Running this code in your favorite Python environment or command line will output an editable Word doc such as the following:


Download (PDF, Unknown)

Text Mining the MLA Job Information List Part 2

In Text Mining the MLA Job Information List Part 1, I cobbled together a series of regular expression scripts and list comprehensions in Python to reduce the dimensionality of the October 2012 edition of the MLA Job Information List. This dimensionality reduction removed components such as punctuation, function words, email addresses, and URLs from the source text; it also involved correcting basic but routine OCR scanning errors. The end result was a corpus half the size as the original, non-processed text in terms of token count.

In this post, I will convert the list of tokens returned by the text processing into bigrams and measure the significance these associations to find word collocations.

When I refer to bigrams, I am describing tuples of two consecutive tokens. For example, the line, “this is a test sentence” would be converted to [('this', 'is'), ('is', 'a'), ('a', 'test'), ('test', 'sentence')] if we were extracting bigrams.

When I refer to collocations, I am describing those bigrams (or any ngram larger than a unigram) that combine to form unitary meanings due to grammar or convention. The most straightforward bigram collocation is a name that relies on a compound such as “New York” or “East Lansing.”

However, collocations also join other linguistic units such as verbs and nouns because convention dictates a constrained usage.
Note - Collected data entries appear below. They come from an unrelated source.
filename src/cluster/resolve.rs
//! Survivor resolution.
//!
//! After a catastrophic failure the advertised API addresses may have
//! shrunk to fewer entries than the consensus membership.  Resolution
//! decides, from that indirect evidence, which recorded member is the
//! machine running the tool.
//!
//! When several members match, the first in membership order wins.  Order
//! reflects join order, so the earliest-joined matching member is kept.

use std::collections::BTreeSet;

use tracing::debug;

use super::node::{host_of, NodeInfo};
use crate::errors::{BackstopError, Result};
use crate::net::AddressSource;

/// Pick the single legitimate survivor from `members`.
pub fn resolve_survivor(
    members: &[NodeInfo],
    advertised: &[String],
    local: &dyn AddressSource,
) -> Result<NodeInfo> {
    // One member, or several advertised addresses: addressing alone cannot
    // say which machine we are, so ask the interfaces.
    let evidence: BTreeSet<String> = if members.len() == 1 || advertised.len() > 1 {
        debug!("addressing is ambiguous; using local interface addresses");
        local.external_addresses().map_err(|e| match e {
            BackstopError::NotFound { .. } => {
                BackstopError::not_found("external IP address to identify this node")
            }
            other => other,
        })?
    } else {
        advertised.iter().cloned().collect()
    };

    let hosts = evidence
        .iter()
        .map(|addr| host_of(addr).map(str::to_string))
        .collect::<Result<BTreeSet<String>>>()?;
    debug!(hosts = ?hosts, "resolution evidence");

    for member in members {
        if hosts.contains(member.host()?) {
            debug!(id = member.id, address = %member.address, "matched survivor");
            return Ok(member.clone());
        }
    }

    Err(BackstopError::LeaderNotFound {
        members: members.len(),
        evidence: hosts.into_iter().collect(),
    })
}
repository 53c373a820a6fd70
pub mod fs;
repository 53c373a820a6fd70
use std::path::{Path, PathBuf};
use std::time::{Duration, Instant};

use kdam::tqdm;

use super::constants::RUN_STATE_FILENAME;
use super::{
    parse_route, BatchCheckpoint, EdgeRecord, ResultWriter, RouteCollectionError, RouteFetcher,
    RouteOutcome, RunState, SampledRoutes,
};

#[derive(Debug, Clone)]
pub struct RouteCollectorConfig {
    /// routes per output artifact
    pub batch_size: usize,
    /// destination for batch artifacts and the run checkpoint
    pub output_directory: PathBuf,
}

impl RouteCollectorConfig {
    pub fn build<'a>(
        &self,
        fetcher: &'a dyn RouteFetcher,
        writer: &'a dyn ResultWriter,
    ) -> Result<RouteCollector<'a>, RouteCollectionError> {
        if self.batch_size == 0 {
            return Err(RouteCollectionError::InvalidUserInput(String::from(
                "batch size must be at least 1",
            )));
        }
        crate::util::fs::create_dirs(&self.output_directory)?;
        Ok(RouteCollector {
            batch_size: self.batch_size,
            run_state_path: self.output_directory.join(RUN_STATE_FILENAME),
            fetcher,
            writer,
        })
    }
}

/// totals for one `collect` call (a resumed run counts only what it
/// processed itself).
#[derive(Debug, Clone)]
pub struct RunSummary {
    pub batches: usize,
    pub routes: usize,
    pub records: u64,
    pub failed_routes: usize,
    pub elapsed: Duration,
}

/// drives the request → parse → persist pipeline over fixed-size batches.
/// sole owner of [RunState]: no other component advances the counters.
pub struct RouteCollector<'a> {
    batch_size: usize,
    run_state_path: PathBuf,
    fetcher: &'a dyn RouteFetcher,
    writer: &'a dyn ResultWriter,
}

impl<'a> RouteCollector<'a> {
    pub fn run_state_path(&self) -> &Path {
        &self.run_state_path
    }

    /// process every remaining batch. per route: fetch, parse, classify.
    /// failures cost that route its records and nothing else; the run only
    /// aborts on write or checkpoint I/O errors. after each batch the
    /// artifact is written, the state persisted, and `on_checkpoint` called.
    pub fn collect<F>(
        &self,
        routes: &SampledRoutes,
        state: &mut RunState,
        mut on_checkpoint: F,
    ) -> Result<RunSummary, RouteCollectionError>
    where
        F: FnMut(&BatchCheckpoint),
    {
        let total = routes.len();
        let n_batches = total.div_ceil(self.batch_size);
        let first_batch = state.next_batch;
        if first_batch > n_batches {
            return Err(RouteCollectionError::RunStateError(format!(
                "checkpoint points at batch {first_batch} but only {n_batches} batches exist"
            )));
        }
        if first_batch > 0 {
            log::info!(
                "resuming at batch {first_batch} of {n_batches} (route {}, next id {})",
                state.route_index,
                state.id_counter
            );
        }

        let initial_ids = state.id_counter;
        let initial_failures = state.failed_routes.len();
        let run_start = Instant::now();

        for batch_index in first_batch..n_batches {
            let start = batch_index * self.batch_size;
            let end = ((batch_index + 1) * self.batch_size).min(total);
            let mut records: Vec<EdgeRecord> = Vec::new();
            let mut request_time = Duration::ZERO;

            let rows = tqdm!(
                start..end,
                total = end - start,
                desc = format!("batch {batch_index}")
            );
            for row in rows {
                let request_start = Instant::now();
                let fetched = self.fetcher.fetch_route(&routes.coordinates[row]);
                request_time += request_start.elapsed();

                let outcome = match fetched {
                    Ok(payload) => parse_route(payload, &routes.routes[row], state.id_counter),
                    Err(e) => RouteOutcome::from_fetch_error(e),
                };
                match outcome {
                    RouteOutcome::Collected(mut collected) => {
                        state.id_counter += collected.len() as u64;
                        records.append(&mut collected);
                    }
                    RouteOutcome::Transport(detail) => {
                        log::warn!("route {row} transport failure: {detail}");
                        state.failed_routes.push(row);
                    }
                    RouteOutcome::Upstream(status) => {
                        log::warn!("route {row} rejected upstream: HTTP {status}");
                        state.failed_routes.push(row);
                    }
                    RouteOutcome::Malformed(detail) => {
                        log::warn!("route {row} returned malformed payload: {detail}");
                        state.failed_routes.push(row);
                    }
                }
                state.route_index = row + 1;
            }
            eprintln!();

            self.writer.write_batch(batch_index, &records)?;
            state.next_batch = batch_index + 1;
            state.save(&self.run_state_path)?;

            let checkpoint = BatchCheckpoint {
                batch_index,
                routes: end - start,
                records: records.len(),
                request_time,
            };
            on_checkpoint(&checkpoint);
        }

        Ok(RunSummary {
            batches: n_batches - first_batch,
            routes: total - (first_batch * self.batch_size).min(total),
            records: state.id_counter - initial_ids,
            failed_routes: state.failed_routes.len() - initial_failures,
            elapsed: run_start.elapsed(),
        })
    }
}
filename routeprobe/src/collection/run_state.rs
use std::fs::File;
use std::path::Path;
use std::time::Duration;

use serde::{Deserialize, Serialize};

use super::RouteCollectionError;

/// counters threaded across batch boundaries, owned and mutated only by the
/// driver. persisted as JSON after every batch so an interrupted run can
/// continue from its first unwritten batch.
#[derive(Debug, Clone, Default, PartialEq, Serialize, Deserialize)]
pub struct RunState {
    /// global row currently being processed; advances once per route,
    /// success or failure
    pub route_index: usize,
    /// next edge record id; advances only on collected records, so ids are
    /// contiguous across the whole run
    pub id_counter: u64,
    /// first batch index that has not been written yet
    pub next_batch: usize,
    /// rows whose request or parse failed, candidates for a re-query run
    pub failed_routes: Vec<usize>,
}

impl RunState {
    pub fn new() -> Self {
        Self::default()
    }

    pub fn save(&self, path: &Path) -> Result<(), RouteCollectionError> {
        let file = File::create(path).map_err(|e| {
            RouteCollectionError::RunStateError(format!(
                "cannot create '{}': {e}",
                path.to_str().unwrap_or_default()
            ))
        })?;
        serde_json::to_writer_pretty(file, self)
            .map_err(|e| RouteCollectionError::RunStateError(format!("serialization failed: {e}")))
    }

    pub fn load(path: &Path) -> Result<Self, RouteCollectionError> {
        let file = File::open(path).map_err(|e| {
            RouteCollectionError::RunStateError(format!(
                "cannot open '{}': {e}",
                path.to_str().unwrap_or_default()
            ))
        })?;
        serde_json::from_reader(file)
            .map_err(|e| RouteCollectionError::RunStateError(format!("deserialization failed: {e}")))
    }

    /// restore a checkpoint if one exists, otherwise start fresh.
    pub fn load_or_new(path: &Path) -> Result<Self, RouteCollectionError> {
        if path.is_file() {
            Self::load(path)
        } else {
            Ok(Self::new())
        }
    }
}

/// emitted through the driver's callback after each batch artifact is
/// written and the run state persisted.
#[derive(Debug, Clone)]
pub struct BatchCheckpoint {
    pub batch_index: usize,
    /// routes processed in this batch
    pub routes: usize,
    /// records written to this batch's artifact
    pub records: usize,
    /// wall time spent inside HTTP requests for this batch
    pub request_time: Duration,
}
use serde::Deserialize;

/// wire model of the routing API's calculateRoute response. unknown fields
/// are ignored; a payload without a `routes` key deserializes to an empty
/// route set, which downstream treats as "no routable path".
#[derive(Debug, Clone, Deserialize)]
pub struct RoutingResponse {
    #[serde(default)]
    pub routes: Vec<RouteAlternative>,
}

/// one logical route in the response. the API can in principle return
/// alternatives, but this pipeline requests exactly one origin/waypoint
/// chain per call and rejects multi-alternative payloads at parse time.
#[derive(Debug, Clone, Deserialize)]
pub struct RouteAlternative {
    pub legs: Vec<RouteLeg>,
}

#[derive(Debug, Clone, Deserialize)]
pub struct RouteLeg {
    pub points: Vec<RoutePoint>,
    pub summary: LegSummary,
}

/// response points carry named latitude/longitude fields, the opposite order
/// from the `lat,lon` pairs serialized into the request path.
#[derive(Debug, Clone, Deserialize)]
pub struct RoutePoint {
    pub latitude: f64,
    pub longitude: f64,
}

#[derive(Debug, Clone, Deserialize)]
#[serde(rename_all = "camelCase")]
pub struct LegSummary {
    pub length_in_meters: i64,
    pub no_traffic_travel_time_in_seconds: i64,
    pub travel_time_in_seconds: i64,
    pub historic_traffic_travel_time_in_seconds: i64,
}
mod probe_app;

pub use probe_app::{ProbeApp, ProbeOperation};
For example, in the sentence, “She opened the gate,” we have the following bigrams (allowing for the removal of “the”): (‘she’, ‘opened’) and (‘opened’, ‘gate’). These tokens all work to create meaning in this sentence, as is the case with any sentence. However, the example sentence is also amenable to substitution. The tokens ‘she’ and ‘opened’ have a subject-verb relationship, but the ‘opened’ does not strongly depend on ‘she’ to create meaning; ‘she’ could just as well be ‘jane’ or ‘he’ or ‘john.’ The case of ‘opened’ and ‘gate’ is more complex because conventions in English suggest that we open objects such as doors and gates. It is far less conventional to write, “she released the gate” or “she unstopped the gate.” At the same time, “she unlatched the gate” or “she unlocked the gate” might also work, suggesting that there is still flexibility between a verb that modifies the object “gate.” A bigram collocation would feature more rigid association between tokens. We might cite “St. Peter’s Gate” or the “pearly gates.” Both refers to a specific gate, and the replacement of either token would radically change the meaning of the term.

Tracking and measuring collocations in a natural language text is a common practice and can be applied to numerous information retrieval tasks and research questions. For example, finding stable collocations among tokens can identify compound terms such as “real estate” or “East Lansing” or “Rhode Island.” If such collocations occur at levels of significance greater than random, then a text mining routine can programmatically combine these words into a single token, thereby providing a more accurate representation of a text.

Given the MLA Job Information List, measuring bigram collocations might contribute to a cleaner dataset. For example, finding significant bigrams might help an analyst differentiate between calls for “rhetoric” and “rhetoric [and] composition.” At a more basic level, finding significant bigram collocations might help us screen expected compounds such as “english department.” This is not a trivial problem, and does merit consideration, especially if we can tune the program to recognize named entities.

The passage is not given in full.